• _Description of the task_
Every line of the material must come back exactly as given.

• _Extracted entries_

....................

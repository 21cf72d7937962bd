// Copyright 2026 Layne Penney
// SPDX-License-Identifier: AGPL-3.0-or-later

//! Per-transaction state.

use std::fmt;
use std::sync::atomic::{AtomicU64, Ordering};
use std::sync::{Arc, Weak};
use std::time::{Duration, Instant};

use chrono::{DateTime, Utc};
use parking_lot::{Mutex, RwLock};
use tracing::{debug, trace};

use super::id::TransactionId;
use crate::error::MetricError;
use crate::metrics::{MetricStore, Statistics};

/// Callbacks a transaction invokes on its owner.
pub trait TransactionLifecycle: Send + Sync {
    /// Called exactly once, after the transaction has been marked ended.
    fn transaction_finished(&self, transaction: &Arc<Transaction>);

    /// Called for every sample rejected because the transaction had ended.
    fn sample_dropped(&self, transaction: &Transaction);

    /// Called when the last reference to a transaction that was never ended
    /// goes away, e.g. a handler bailing out early with `?`. The transaction
    /// is marked ended and its metrics are still readable.
    fn transaction_abandoned(&self, transaction: &Transaction);
}

struct Detached;

impl TransactionLifecycle for Detached {
    fn transaction_finished(&self, _transaction: &Arc<Transaction>) {}
    fn sample_dropped(&self, _transaction: &Transaction) {}
    fn transaction_abandoned(&self, _transaction: &Transaction) {}
}

/// Where a sample ended up.
#[derive(Debug, Clone, Copy, PartialEq, Eq)]
pub enum RecordOutcome {
    /// Recorded into a transaction's scoped metrics.
    Scoped,
    /// No transaction was active; recorded into the global store only.
    Global,
    /// The transaction had already ended; the sample was discarded.
    Dropped,
}

#[derive(Debug, Clone, Copy)]
struct Finish {
    at: DateTime<Utc>,
    duration: Duration,
}

/// One logical unit of work and the metrics attributed to it.
pub struct Transaction {
    id: TransactionId,
    name: RwLock<Option<String>>,
    metrics: MetricStore,
    // Held shared while recording so `end` cannot interleave with a write.
    ended: RwLock<bool>,
    started_at: DateTime<Utc>,
    start: Instant,
    finish: Mutex<Option<Finish>>,
    dropped: AtomicU64,
    lifecycle: Weak<dyn TransactionLifecycle>,
}

impl Transaction {
    pub(crate) fn new(lifecycle: Weak<dyn TransactionLifecycle>) -> Self {
        Self {
            id: TransactionId::new(),
            name: RwLock::new(None),
            metrics: MetricStore::new(),
            ended: RwLock::new(false),
            started_at: Utc::now(),
            start: Instant::now(),
            finish: Mutex::new(None),
            dropped: AtomicU64::new(0),
            lifecycle,
        }
    }

    /// A transaction with no owning agent. Ending it only marks it ended.
    pub fn detached() -> Self {
        Self::new(Weak::<Detached>::new())
    }

    pub fn id(&self) -> TransactionId {
        self.id
    }

    /// The label scoped metrics are filed under when the transaction ends.
    pub fn name(&self) -> Option<String> {
        self.name.read().clone()
    }

    pub fn set_name(&self, name: impl Into<String>) {
        *self.name.write() = Some(name.into());
    }

    /// Metrics recorded against this transaction.
    pub fn metrics(&self) -> &MetricStore {
        &self.metrics
    }

    pub fn is_ended(&self) -> bool {
        *self.ended.read()
    }

    pub fn started_at(&self) -> DateTime<Utc> {
        self.started_at
    }

    pub fn ended_at(&self) -> Option<DateTime<Utc>> {
        self.finish.lock().map(|f| f.at)
    }

    /// Final duration once ended, elapsed time so far otherwise.
    pub fn duration(&self) -> Duration {
        match *self.finish.lock() {
            Some(finish) => finish.duration,
            None => self.start.elapsed(),
        }
    }

    /// Samples rejected after the transaction ended.
    pub fn dropped_samples(&self) -> u64 {
        self.dropped.load(Ordering::Relaxed)
    }

    /// Record one call, in seconds, against this transaction.
    ///
    /// Negative durations are rejected before the ended check, so an invalid
    /// sample is never counted as dropped.
    pub fn record(
        &self,
        name: &str,
        scope: Option<&str>,
        total: f64,
        exclusive: f64,
    ) -> Result<RecordOutcome, MetricError> {
        Statistics::validate(total, exclusive)?;

        let ended = self.ended.read();
        if *ended {
            drop(ended);
            self.drop_sample(name);
            return Ok(RecordOutcome::Dropped);
        }

        self.metrics.get_or_create(name, scope).record(total, exclusive)?;
        Ok(RecordOutcome::Scoped)
    }

    /// Record one call from durations.
    pub fn record_duration(
        &self,
        name: &str,
        scope: Option<&str>,
        total: Duration,
        exclusive: Duration,
    ) -> RecordOutcome {
        let ended = self.ended.read();
        if *ended {
            drop(ended);
            self.drop_sample(name);
            return RecordOutcome::Dropped;
        }

        self.metrics
            .get_or_create(name, scope)
            .record_duration(total, exclusive);
        RecordOutcome::Scoped
    }

    /// End the transaction.
    ///
    /// Only the first call has any effect; it returns `true`. Later calls
    /// return `false`.
    pub fn end(self: &Arc<Self>) -> bool {
        {
            let mut ended = self.ended.write();
            if *ended {
                return false;
            }
            *ended = true;
            *self.finish.lock() = Some(Finish {
                at: Utc::now(),
                duration: self.start.elapsed(),
            });
        }

        debug!(
            transaction = %self.id.short(),
            name = self.name().as_deref().unwrap_or("<unnamed>"),
            metrics = self.metrics.len(),
            "Transaction ended"
        );

        if let Some(lifecycle) = self.lifecycle.upgrade() {
            lifecycle.transaction_finished(self);
        }
        true
    }

    /// Fold this transaction's metrics into `global`.
    ///
    /// Every metric lands unscoped. It also lands scoped: under its own scope
    /// if it was recorded with one, otherwise under the transaction name.
    pub fn merge_into(&self, global: &MetricStore) {
        let label = self.name();
        for metric in self.metrics.iter() {
            let stats = metric.stats();
            global.get_or_create(metric.name(), None).merge(&stats);
            if let Some(scope) = metric.scope().or(label.as_deref()) {
                global.get_or_create(metric.name(), Some(scope)).merge(&stats);
            }
        }
    }

    fn drop_sample(&self, name: &str) {
        self.dropped.fetch_add(1, Ordering::Relaxed);
        trace!(transaction = %self.id.short(), metric = name, "Dropped sample for ended transaction");
        if let Some(lifecycle) = self.lifecycle.upgrade() {
            lifecycle.sample_dropped(self);
        }
    }
}

impl Drop for Transaction {
    fn drop(&mut self) {
        let ended = self.ended.get_mut();
        if *ended {
            return;
        }
        *ended = true;
        *self.finish.get_mut() = Some(Finish {
            at: Utc::now(),
            duration: self.start.elapsed(),
        });

        if let Some(lifecycle) = self.lifecycle.upgrade() {
            lifecycle.transaction_abandoned(self);
        }
    }
}

impl fmt::Debug for Transaction {
    fn fmt(&self, f: &mut fmt::Formatter<'_>) -> fmt::Result {
        f.debug_struct("Transaction")
            .field("id", &self.id)
            .field("name", &self.name())
            .field("ended", &self.is_ended())
            .field("metrics", &self.metrics.len())
            .finish()
    }
}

....................

• _Task solution_
repository 21cf72d7937962bd
// Copyright 2026 Layne Penney
// SPDX-License-Identifier: AGPL-3.0-or-later

//! Per-transaction state.

use std::fmt;
use std::sync::atomic::{AtomicU64, Ordering};
use std::sync::{Arc, Weak};
use std::time::{Duration, Instant};

use chrono::{DateTime, Utc};
use parking_lot::{Mutex, RwLock};
use tracing::{debug, trace};

use super::id::TransactionId;
use crate::error::MetricError;
use crate::metrics::{MetricStore, Statistics};

/// Callbacks a transaction invokes on its owner.
pub trait TransactionLifecycle: Send + Sync {
    /// Called exactly once, after the transaction has been marked ended.
    fn transaction_finished(&self, transaction: &Arc<Transaction>);

    /// Called for every sample rejected because the transaction had ended.
    fn sample_dropped(&self, transaction: &Transaction);

    /// Called when the last reference to a transaction that was never ended
    /// goes away, e.g. a handler bailing out early with `?`. The transaction
    /// is marked ended and its metrics are still readable.
    fn transaction_abandoned(&self, transaction: &Transaction);
}

struct Detached;

impl TransactionLifecycle for Detached {
    fn transaction_finished(&self, _transaction: &Arc<Transaction>) {}
    fn sample_dropped(&self, _transaction: &Transaction) {}
    fn transaction_abandoned(&self, _transaction: &Transaction) {}
}

/// Where a sample ended up.
#[derive(Debug, Clone, Copy, PartialEq, Eq)]
pub enum RecordOutcome {
    /// Recorded into a transaction's scoped metrics.
    Scoped,
    /// No transaction was active; recorded into the global store only.
    Global,
    /// The transaction had already ended; the sample was discarded.
    Dropped,
}

#[derive(Debug, Clone, Copy)]
struct Finish {
    at: DateTime<Utc>,
    duration: Duration,
}

/// One logical unit of work and the metrics attributed to it.
pub struct Transaction {
    id: TransactionId,
    name: RwLock<Option<String>>,
    metrics: MetricStore,
    // Held shared while recording so `end` cannot interleave with a write.
    ended: RwLock<bool>,
    started_at: DateTime<Utc>,
    start: Instant,
    finish: Mutex<Option<Finish>>,
    dropped: AtomicU64,
    lifecycle: Weak<dyn TransactionLifecycle>,
}

impl Transaction {
    pub(crate) fn new(lifecycle: Weak<dyn TransactionLifecycle>) -> Self {
        Self {
            id: TransactionId::new(),
            name: RwLock::new(None),
            metrics: MetricStore::new(),
            ended: RwLock::new(false),
            started_at: Utc::now(),
            start: Instant::now(),
            finish: Mutex::new(None),
            dropped: AtomicU64::new(0),
            lifecycle,
        }
    }

    /// A transaction with no owning agent. Ending it only marks it ended.
    pub fn detached() -> Self {
        Self::new(Weak::<Detached>::new())
    }

    pub fn id(&self) -> TransactionId {
        self.id
    }

    /// The label scoped metrics are filed under when the transaction ends.
    pub fn name(&self) -> Option<String> {
        self.name.read().clone()
    }

    pub fn set_name(&self, name: impl Into<String>) {
        *self.name.write() = Some(name.into());
    }

    /// Metrics recorded against this transaction.
    pub fn metrics(&self) -> &MetricStore {
        &self.metrics
    }

    pub fn is_ended(&self) -> bool {
        *self.ended.read()
    }

    pub fn started_at(&self) -> DateTime<Utc> {
        self.started_at
    }

    pub fn ended_at(&self) -> Option<DateTime<Utc>> {
        self.finish.lock().map(|f| f.at)
    }

    /// Final duration once ended, elapsed time so far otherwise.
    pub fn duration(&self) -> Duration {
        match *self.finish.lock() {
            Some(finish) => finish.duration,
            None => self.start.elapsed(),
        }
    }

    /// Samples rejected after the transaction ended.
    pub fn dropped_samples(&self) -> u64 {
        self.dropped.load(Ordering::Relaxed)
    }

    /// Record one call, in seconds, against this transaction.
    ///
    /// Negative durations are rejected before the ended check, so an invalid
    /// sample is never counted as dropped.
    pub fn record(
        &self,
        name: &str,
        scope: Option<&str>,
        total: f64,
        exclusive: f64,
    ) -> Result<RecordOutcome, MetricError> {
        Statistics::validate(total, exclusive)?;

        let ended = self.ended.read();
        if *ended {
            drop(ended);
            self.drop_sample(name);
            return Ok(RecordOutcome::Dropped);
        }

        self.metrics.get_or_create(name, scope).record(total, exclusive)?;
        Ok(RecordOutcome::Scoped)
    }

    /// Record one call from durations.
    pub fn record_duration(
        &self,
        name: &str,
        scope: Option<&str>,
        total: Duration,
        exclusive: Duration,
    ) -> RecordOutcome {
        let ended = self.ended.read();
        if *ended {
            drop(ended);
            self.drop_sample(name);
            return RecordOutcome::Dropped;
        }

        self.metrics
            .get_or_create(name, scope)
            .record_duration(total, exclusive);
        RecordOutcome::Scoped
    }

    /// End the transaction.
    ///
    /// Only the first call has any effect; it returns `true`. Later calls
    /// return `false`.
    pub fn end(self: &Arc<Self>) -> bool {
        {
            let mut ended = self.ended.write();
            if *ended {
                return false;
            }
            *ended = true;
            *self.finish.lock() = Some(Finish {
                at: Utc::now(),
                duration: self.start.elapsed(),
            });
        }

        debug!(
            transaction = %self.id.short(),
            name = self.name().as_deref().unwrap_or("<unnamed>"),
            metrics = self.metrics.len(),
            "Transaction ended"
        );

        if let Some(lifecycle) = self.lifecycle.upgrade() {
            lifecycle.transaction_finished(self);
        }
        true
    }

    /// Fold this transaction's metrics into `global`.
    ///
    /// Every metric lands unscoped. It also lands scoped: under its own scope
    /// if it was recorded with one, otherwise under the transaction name.
    pub fn merge_into(&self, global: &MetricStore) {
        let label = self.name();
        for metric in self.metrics.iter() {
            let stats = metric.stats();
            global.get_or_create(metric.name(), None).merge(&stats);
            if let Some(scope) = metric.scope().or(label.as_deref()) {
                global.get_or_create(metric.name(), Some(scope)).merge(&stats);
            }
        }
    }

    fn drop_sample(&self, name: &str) {
        self.dropped.fetch_add(1, Ordering::Relaxed);
        trace!(transaction = %self.id.short(), metric = name, "Dropped sample for ended transaction");
        if let Some(lifecycle) = self.lifecycle.upgrade() {
            lifecycle.sample_dropped(self);
        }
    }
}

impl Drop for Transaction {
    fn drop(&mut self) {
        let ended = self.ended.get_mut();
        if *ended {
            return;
        }
        *ended = true;
        *self.finish.get_mut() = Some(Finish {
            at: Utc::now(),
            duration: self.start.elapsed(),
        });

        if let Some(lifecycle) = self.lifecycle.upgrade() {
            lifecycle.transaction_abandoned(self);
        }
    }
}

impl fmt::Debug for Transaction {
    fn fmt(&self, f: &mut fmt::Formatter<'_>) -> fmt::Result {
        f.debug_struct("Transaction")
            .field("id", &self.id)
            .field("name", &self.name())
            .field("ended", &self.is_ended())
            .field("metrics", &self.metrics.len())
            .finish()
    }
}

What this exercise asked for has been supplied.